My specialty is, as you might have guessed from the name Personal History Writer, biography. So no, I don’t expect this newest creation to be a million seller. But it is an interesting story of a real life. A life lived in conditions mostly unknown. It’s called Unspoken History: The Untold Story of the Jackson/Curling Family and Their Lives as Canadian Home Children.
None of that ringing a bell? Because it’s a mostly untold story! From the earliest colonial days of the Americas all the way through the 1970’s, the British government was involved in a process by which the excess population of children in England was controlled by exporting them to the British colonies of Australia, South Africa and Canada. These were children who were the poorest of the poor, orphaned and sometimes homeless. Many were street urchins, a la Charles Dickens, but many were just poor kids whose families couldn’t afford to feed and clothe them. And so they were taken from whatever life they had, and shipped off to the colonies to be laborers. Named Home Children.

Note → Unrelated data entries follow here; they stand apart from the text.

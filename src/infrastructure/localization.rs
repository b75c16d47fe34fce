//! 本地化字符串
//!
//! 内置 en / ru 两套默认字符串，文件中的翻译覆盖在默认值之上。
//! 查找顺序：当前语言 → en → key 本身。

use std::collections::HashMap;
use std::fs;
use std::path::Path;

use anyhow::{Context, Result};
use phf::phf_map;
use tracing::warn;

/// 回退语言
pub const FALLBACK_LANGUAGE: &str = "en";

static DEFAULT_EN: phf::Map<&'static str, &'static str> = phf_map! {
    "window_title" => "Browser Assistant",
    "error_title" => "Error",
    "status_title" => "Status",
    "input_file" => "Input file (Excel/CSV):",
    "output_file" => "Output file:",
    "profile" => "Profile:",
    "model" => "Model:",
    "model_gpt4o_mini_desc" => "Fast and economical version of GPT-4",
    "model_gpt4o_desc" => "Full GPT-4o version - balance of speed and capabilities",
    "model_claude3_sonnet_desc" => "Claude 3.5 Sonnet - fast and powerful model from Anthropic",
    "model_gemini_flash_desc" => "Gemini 1.5 Flash - fast multimodal model from Google",
    "no_input_file" => "Please select input file",
    "input_file_not_found" => "Input file not found",
    "no_output_file" => "Please select output file",
    "output_dir_error" => "Error creating output directory",
    "no_prompt" => "Please enter prompt",
    "no_columns" => "Please specify output columns",
    "select_model" => "Please select model",
    "no_openai_key" => "OpenAI API key is required for this model.\nPlease add it in Settings.",
    "no_anthropic_key" => "Anthropic API key is required for this model.\nPlease add it in Settings.",
    "no_google_key" => "Google API key is required for this model.\nPlease add it in Settings.",
    "invalid_model" => "Invalid model selected",
    "unknown_profile" => "Selected profile does not exist",
    "missing_columns" => "Input file is missing required columns: {columns}",
    "no_browser_config" => "Online search is enabled but browser settings are missing",
    "invalid_temperature" => "Temperature must be between 0 and 1",
    "invalid_parallelism" => "Parallel browsers must be at least 1 and match the pool size",
    "processing" => "Processing...",
    "completed" => "Processing completed",
    "no_results" => "No results to save",
    "results_saved" => "Results saved to {path}",
    "processing_error" => "Error during processing: {error}",
    "profile_saved" => "Profile saved successfully",
};

static DEFAULT_RU: phf::Map<&'static str, &'static str> = phf_map! {
    "window_title" => "Browser Assistant",
    "error_title" => "Ошибка",
    "status_title" => "Статус",
    "input_file" => "Входной файл (Excel/CSV):",
    "output_file" => "Выходной файл:",
    "profile" => "Профиль:",
    "model" => "Модель:",
    "model_gpt4o_mini_desc" => "Быстрая и экономичная версия GPT-4",
    "model_gpt4o_desc" => "Полная версия GPT-4o - баланс скорости и возможностей",
    "model_claude3_sonnet_desc" => "Claude 3.5 Sonnet - быстрая и мощная модель от Anthropic",
    "no_input_file" => "Выберите входной файл",
    "input_file_not_found" => "Входной файл не найден",
    "no_output_file" => "Выберите выходной файл",
    "output_dir_error" => "Ошибка создания директории для выходного файла",
    "no_prompt" => "Введите промпт",
    "no_columns" => "Укажите выходные колонки",
    "select_model" => "Выберите модель",
    "no_openai_key" => "Для этой модели требуется ключ OpenAI API.\nДобавьте его в Настройках.",
    "no_anthropic_key" => "Для этой модели требуется ключ Anthropic API.\nДобавьте его в Настройках.",
    "invalid_model" => "Выбрана некорректная модель",
    "missing_columns" => "Во входном файле нет обязательных колонок: {columns}",
    "processing" => "Обработка...",
    "completed" => "Обработка завершена",
    "no_results" => "Нет результатов для сохранения",
    "results_saved" => "Результаты сохранены в {path}",
    "processing_error" => "Ошибка при обработке: {error}",
    "profile_saved" => "Профиль успешно сохранен",
};

/// 语言代码 → (key → 字符串)
#[derive(Debug, Clone)]
pub struct Localization {
    translations: HashMap<String, HashMap<String, String>>,
    current_language: String,
}

impl Default for Localization {
    fn default() -> Self {
        Self::builtin()
    }
}

impl Localization {
    /// 只含内置字符串
    pub fn builtin() -> Self {
        let mut translations = HashMap::new();
        for (lang, table) in [("en", &DEFAULT_EN), ("ru", &DEFAULT_RU)] {
            let entries = table
                .entries()
                .map(|(k, v)| (k.to_string(), v.to_string()))
                .collect();
            translations.insert(lang.to_string(), entries);
        }
        Self {
            translations,
            current_language: FALLBACK_LANGUAGE.to_string(),
        }
    }

    /// 加载本地化文件并与内置字符串合并；文件缺失或损坏时只用内置字符串
    pub fn load(path: impl AsRef<Path>) -> Self {
        let path = path.as_ref();
        let mut localization = Self::builtin();
        match read_file(path) {
            Ok(file) => {
                for (lang, entries) in file {
                    localization
                        .translations
                        .entry(lang)
                        .or_default()
                        .extend(entries);
                }
            }
            Err(e) => {
                warn!("⚠️ 无法加载本地化文件 {}: {}，使用内置字符串", path.display(), e);
            }
        }
        localization
    }

    pub fn save(&self, path: impl AsRef<Path>) -> Result<()> {
        let path = path.as_ref();
        let content = serde_json::to_string_pretty(&self.translations)?;
        fs::write(path, content).with_context(|| format!("无法写入本地化文件: {}", path.display()))?;
        Ok(())
    }

    pub fn current_language(&self) -> &str {
        &self.current_language
    }

    pub fn set_language(&mut self, lang: impl Into<String>) {
        self.current_language = lang.into();
    }

    /// 查找字符串：当前语言 → en → key 本身
    pub fn get(&self, key: &str) -> String {
        let lookup = |lang: &str| {
            self.translations
                .get(lang)
                .and_then(|table| table.get(key))
                .cloned()
        };
        lookup(&self.current_language)
            .or_else(|| lookup(FALLBACK_LANGUAGE))
            .unwrap_or_else(|| {
                warn!("⚠️ 缺少翻译: '{}'", key);
                key.to_string()
            })
    }

    /// 查找字符串并替换 `{name}` 占位符
    pub fn format(&self, key: &str, args: &[(&str, &str)]) -> String {
        args.iter().fold(self.get(key), |text, (name, value)| {
            text.replace(&format!("{{{}}}", name), value)
        })
    }
}

fn read_file(path: &Path) -> Result<HashMap<String, HashMap<String, String>>> {
    let content = fs::read_to_string(path)?;
    Ok(serde_json::from_str(&content)?)
}
pub mod catalog;
pub mod profile;
pub mod schema;
pub mod table;
pub mod work_item;

pub use catalog::{find_model, ModelSpec, Provider};
pub use profile::{BrowserSettings, Profile};
pub use schema::{FieldKind, OutputField, OutputSchema};
pub use table::Table;
pub use work_item::{value_to_text, ItemRecord, ResultSet, TaskOutcome, WorkItem};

The inhabitants of the colonies needed this cheap labor to build the empire. And the children paid a tremendous price. Boys were sent to work on farms as farmhands. Girls went as domestics. But once there, anything, and everything could and did happen. Few found happy or lasting places to be and many stories were told of emotional and physical abuse. Sometimes to the point of death, or suicide. No one cared. No one checked on what was going on and over time tens of thousands of these children were sent into the system, many just vanishing from the face of the earth.
Not surprisingly, when the survivors “graduated” and were released from their servitude, they spoke very little of their experience, if at all. My client had several older relatives who served as Home Children. She didn’t know this until she herself was middle aged as none of the relatives spoke of it. Once she found out, she wanted to know more and began the process of gathering records of her relatives’ journey. I served as transcriber of original hand written documents, researcher, organizer, photo archivist, editor and publisher. In the process I learned a great deal about this unknown chapter of world and human history. Seen through the eyes of several very young children.
Project complete. The book is on Amazon. The silence of these children’s lives is broken. And now, on to the next thing!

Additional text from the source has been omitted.